The task ::
Below are the records; tally the lines that include "ExecuteError" and report only the total.

%%

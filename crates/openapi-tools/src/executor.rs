//! HTTP execution of catalogued operations.
//!
//! The executor owns a dispatch table (`operationId` → verb + path template) built from the same
//! document walk as the catalog, a shared `reqwest::Client`, and the static request defaults.

use crate::catalog::{location_and_data, operations};
use crate::config::ProxyConfig;
use crate::error::{ExecuteError, Result, SpecError};
use openapi_mcp_http::headers::HeaderSet;
use openapi_mcp_http::verb::HttpVerb;
use openapiv3::{OpenAPI, Operation, ReferenceOr};
use reqwest::header::{CONTENT_TYPE, COOKIE, HeaderMap, HeaderName, HeaderValue};
use serde_json::{Map, Value};
use std::collections::HashMap;
use std::time::Duration;
use url::Url;

/// Where a call's arguments go.
#[derive(Debug, Clone, Default, PartialEq)]
pub struct ArgumentPartition {
    /// Path/query (or, without a request body, every) argument.
    pub url_params: Map<String, Value>,
    /// Remaining arguments, sent as the JSON body.
    pub body_params: Map<String, Value>,
}

/// Split call arguments between URL parameters and the request body.
///
/// Declared `path`/`query` parameters present in `args` become URL parameters. When the operation
/// declares no request body, every remaining argument is a URL parameter too.
#[must_use]
pub fn partition_arguments(operation: &Operation, mut args: Map<String, Value>) -> ArgumentPartition {
    let mut url_params = Map::new();

    for param in &operation.parameters {
        let ReferenceOr::Item(param) = param else {
            continue;
        };
        let (location, data) = location_and_data(param);
        if matches!(location, "path" | "query")
            && let Some(value) = args.remove(&data.name)
        {
            url_params.insert(data.name.clone(), value);
        }
    }

    if operation.request_body.is_none() {
        url_params.append(&mut args);
    }

    ArgumentPartition {
        url_params,
        body_params: args,
    }
}

/// Decoded response payload.
#[derive(Debug, Clone, PartialEq)]
pub enum ResponseBody {
    Json(Value),
    Text(String),
    Bytes(Vec<u8>),
}

impl ResponseBody {
    fn decode(bytes: Vec<u8>, content_type: Option<&str>) -> Self {
        let Some(ct) = content_type.map(str::to_ascii_lowercase) else {
            return ResponseBody::Bytes(bytes);
        };

        if ct.contains("json") {
            if bytes.is_empty() {
                return ResponseBody::Text(String::new());
            }
            return match serde_json::from_slice(&bytes) {
                Ok(v) => ResponseBody::Json(v),
                Err(_) => match String::from_utf8(bytes) {
                    Ok(s) => ResponseBody::Text(s),
                    Err(e) => ResponseBody::Bytes(e.into_bytes()),
                },
            };
        }

        if ct.starts_with("text/") || ct.contains("xml") || ct.contains("html") {
            return match String::from_utf8(bytes) {
                Ok(s) => ResponseBody::Text(s),
                Err(e) => ResponseBody::Bytes(e.into_bytes()),
            };
        }

        ResponseBody::Bytes(bytes)
    }

    /// Raw bytes of the payload (JSON is re-serialized compactly).
    #[must_use]
    pub fn to_bytes(&self) -> Vec<u8> {
        match self {
            ResponseBody::Json(v) => v.to_string().into_bytes(),
            ResponseBody::Text(s) => s.clone().into_bytes(),
            ResponseBody::Bytes(b) => b.clone(),
        }
    }
}

/// Successful upstream response.
#[derive(Debug, Clone, PartialEq)]
pub struct HttpResponse {
    pub status: u16,
    pub headers: HeaderSet,
    pub body: ResponseBody,
}

impl HttpResponse {
    #[must_use]
    pub fn content_type(&self) -> Option<std::borrow::Cow<'_, str>> {
        self.headers.get("content-type")
    }
}

/// Verb and path template an `operationId` dispatches to.
#[derive(Debug, Clone, PartialEq, Eq)]
pub struct Route {
    pub verb: HttpVerb,
    pub path: String,
}

/// Issues HTTP requests for catalogued operations.
#[derive(Debug, Clone)]
pub struct HttpExecutor {
    client: reqwest::Client,
    base_url: String,
    timeout: Option<Duration>,
    routes: HashMap<String, Route>,
}

impl HttpExecutor {
    /// Build an executor for `document`, sending requests to `base_url`.
    ///
    /// Every request carries `Content-Type: application/json` unless `config.headers` overrides
    /// it, plus every configured static header.
    ///
    /// # Errors
    ///
    /// Returns [`SpecError::Config`] for invalid header names/values or if the HTTP client cannot
    /// be built.
    pub fn new(document: &OpenAPI, base_url: &str, config: &ProxyConfig) -> Result<Self> {
        let mut default_headers = HeaderMap::new();
        default_headers.insert(CONTENT_TYPE, HeaderValue::from_static("application/json"));
        for (name, value) in &config.headers {
            let name = HeaderName::from_bytes(name.as_bytes())
                .map_err(|e| SpecError::Config(format!("invalid header name '{name}': {e}")))?;
            let value = HeaderValue::from_str(value)
                .map_err(|e| SpecError::Config(format!("invalid value for header '{name}': {e}")))?;
            default_headers.insert(name, value);
        }

        let client = reqwest::Client::builder()
            .default_headers(default_headers)
            .build()
            .map_err(|e| SpecError::Config(format!("failed to build HTTP client: {e}")))?;

        let mut routes = HashMap::new();
        for (path, verb, operation) in operations(document) {
            if let Some(id) = operation.operation_id {
                routes.entry(id).or_insert_with(|| Route {
                    verb,
                    path: path.to_string(),
                });
            }
        }

        Ok(Self {
            client,
            base_url: base_url.trim_end_matches('/').to_string(),
            timeout: config.timeout_secs.filter(|s| *s > 0).map(Duration::from_secs),
            routes,
        })
    }

    #[must_use]
    pub fn base_url(&self) -> &str {
        &self.base_url
    }

    #[must_use]
    pub fn route(&self, operation_id: &str) -> Option<&Route> {
        self.routes.get(operation_id)
    }

    /// Execute `operation` with the given arguments.
    ///
    /// The request is dispatched through the route table by `operationId`; `verb` and `path` are
    /// the location the caller found the operation under and must agree with the table.
    ///
    /// # Errors
    ///
    /// - [`ExecuteError::OperationIdRequired`] if the operation has no `operationId`
    /// - [`ExecuteError::OperationNotFound`] if the route table has no entry for it
    /// - [`ExecuteError::Http`] on a non-2xx response
    /// - [`ExecuteError::Transport`] on network failure
    pub async fn execute(
        &self,
        operation: &Operation,
        verb: HttpVerb,
        path: &str,
        args: Map<String, Value>,
    ) -> std::result::Result<HttpResponse, ExecuteError> {
        let operation_id = operation
            .operation_id
            .as_deref()
            .filter(|id| !id.is_empty())
            .ok_or(ExecuteError::OperationIdRequired)?;

        let route = self
            .routes
            .get(operation_id)
            .ok_or_else(|| ExecuteError::OperationNotFound(operation_id.to_string()))?;
        if route.verb != verb || route.path != path {
            tracing::warn!(
                operation_id = %operation_id,
                requested = %format!("{verb} {path}"),
                routed = %format!("{} {}", route.verb, route.path),
                "Operation location differs from route table; using route table"
            );
        }

        let partition = partition_arguments(operation, args);
        let request = self.build_request(route, operation, partition)?;

        tracing::debug!(
            operation_id = %operation_id,
            method = %route.verb,
            path = %route.path,
            "Executing upstream request"
        );

        let response = request.send().await?;
        let status = response.status();
        let headers = HeaderSet::from(response.headers());

        if !status.is_success() {
            tracing::warn!(
                operation_id = %operation_id,
                status = status.as_u16(),
                "Upstream returned error status"
            );
            return Err(ExecuteError::Http {
                status: status.as_u16(),
                status_text: status.canonical_reason().unwrap_or_default().to_string(),
            });
        }

        let bytes = response.bytes().await?.to_vec();
        let body = ResponseBody::decode(bytes, headers.get("content-type").as_deref());

        Ok(HttpResponse {
            status: status.as_u16(),
            headers,
            body,
        })
    }

    fn build_request(
        &self,
        route: &Route,
        operation: &Operation,
        partition: ArgumentPartition,
    ) -> std::result::Result<reqwest::RequestBuilder, ExecuteError> {
        let locations: HashMap<&str, &'static str> = operation
            .parameters
            .iter()
            .filter_map(|p| match p {
                ReferenceOr::Item(p) => {
                    let (location, data) = location_and_data(p);
                    Some((data.name.as_str(), location))
                }
                ReferenceOr::Reference { .. } => None,
            })
            .collect();

        let mut path = route.path.clone();
        let mut query: Vec<(String, String)> = Vec::new();
        let mut headers: Vec<(String, String)> = Vec::new();
        let mut cookies: Vec<String> = Vec::new();

        for (name, value) in &partition.url_params {
            if value.is_null() {
                continue;
            }
            match locations.get(name.as_str()).copied() {
                Some("path") => {
                    path = path.replace(
                        &format!("{{{name}}}"),
                        &percent_encode(&value_to_string(value)),
                    );
                }
                Some("header") => headers.push((name.clone(), value_to_string(value))),
                Some("cookie") => cookies.push(format!("{name}={}", value_to_string(value))),
                _ => match value {
                    Value::Array(items) => query.extend(
                        items
                            .iter()
                            .filter(|v| !v.is_null())
                            .map(|v| (name.clone(), value_to_string(v))),
                    ),
                    other => query.push((name.clone(), value_to_string(other))),
                },
            }
        }

        let url = build_url(&self.base_url, &path, &query)?;
        let mut request = self.client.request(route.verb.method(), url);
        for (name, value) in headers {
            request = request.header(name, value);
        }
        if !cookies.is_empty() {
            request = request.header(COOKIE, cookies.join("; "));
        }
        if operation.request_body.is_some() {
            request = request.json(&Value::Object(partition.body_params));
        }
        if let Some(t) = self.timeout {
            request = request.timeout(t);
        }
        Ok(request)
    }
}

fn build_url(
    base_url: &str,
    path: &str,
    query: &[(String, String)],
) -> std::result::Result<Url, ExecuteError> {
    let path = if path.starts_with('/') {
        path.to_string()
    } else {
        format!("/{path}")
    };
    let mut url = Url::parse(&format!("{base_url}{path}"))
        .map_err(|e| ExecuteError::InvalidUrl(e.to_string()))?;

    if !query.is_empty() {
        let encoded: Vec<String> = query
            .iter()
            .map(|(k, v)| format!("{}={}", percent_encode(k), percent_encode(v)))
            .collect();
        url.set_query(Some(&encoded.join("&")));
    }
    Ok(url)
}

/// Percent-encode everything except RFC 3986 unreserved characters.
fn percent_encode(s: &str) -> String {
    const HEX: &[u8; 16] = b"0123456789ABCDEF";
    let mut out = String::with_capacity(s.len());
    for &b in s.as_bytes() {
        if matches!(b, b'A'..=b'Z' | b'a'..=b'z' | b'0'..=b'9' | b'-' | b'.' | b'_' | b'~') {
            out.push(b as char);
        } else {
            out.push('%');
            out.push(HEX[(b >> 4) as usize] as char);
            out.push(HEX[(b & 0x0F) as usize] as char);
        }
    }
    out
}

fn value_to_string(value: &Value) -> String {
    match value {
        Value::String(s) => s.clone(),
        Value::Number(n) => n.to_string(),
        Value::Bool(b) => b.to_string(),
        Value::Null => String::new(),
        _ => value.to_string(),
    }
}
//! Subcommand entry points.

use crate::cli::{CatalogArgs, ServeArgs};
use crate::proxy::McpProxy;
use crate::transport::{serve_http, serve_stdio};
use anyhow::Context as _;
use openapi_mcp_tools::catalog::ToolCatalog;
use openapi_mcp_tools::loader::load_document;

/// `serve`: build the proxy and run the selected transport.
///
/// # Errors
///
/// Startup errors (config, spec loading, base URL, duplicate operation ids) abort with context.
pub async fn serve(args: ServeArgs) -> anyhow::Result<()> {
    let config = args.to_config()?;
    let proxy = McpProxy::load(&config)
        .await
        .with_context(|| format!("load OpenAPI spec '{}'", config.spec))?;

    match args.bind {
        Some(bind) => serve_http(proxy, bind).await,
        None => serve_stdio(proxy).await,
    }
}

/// `catalog`: print the `{tools, openApiLookup}` JSON for a document.
///
/// # Errors
///
/// Fails if the document cannot be loaded or catalogued, or the output cannot be written.
pub async fn catalog(args: CatalogArgs) -> anyhow::Result<()> {
    let client = reqwest::Client::new();
    let document = load_document(&args.spec, &client)
        .await
        .with_context(|| format!("load OpenAPI spec '{}'", args.spec))?;
    let catalog = ToolCatalog::build(&document, &args.namespace)?;
    let json = serde_json::to_string_pretty(&catalog).context("serialize catalog")?;

    match &args.output {
        Some(path) => {
            std::fs::write(path, json).with_context(|| format!("write {}", path.display()))?;
            tracing::info!(path = %path.display(), tools = catalog.len(), "Wrote tool catalog");
        }
        None => println!("{json}"),
    }
    Ok(())
}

%%

Answer below ::
12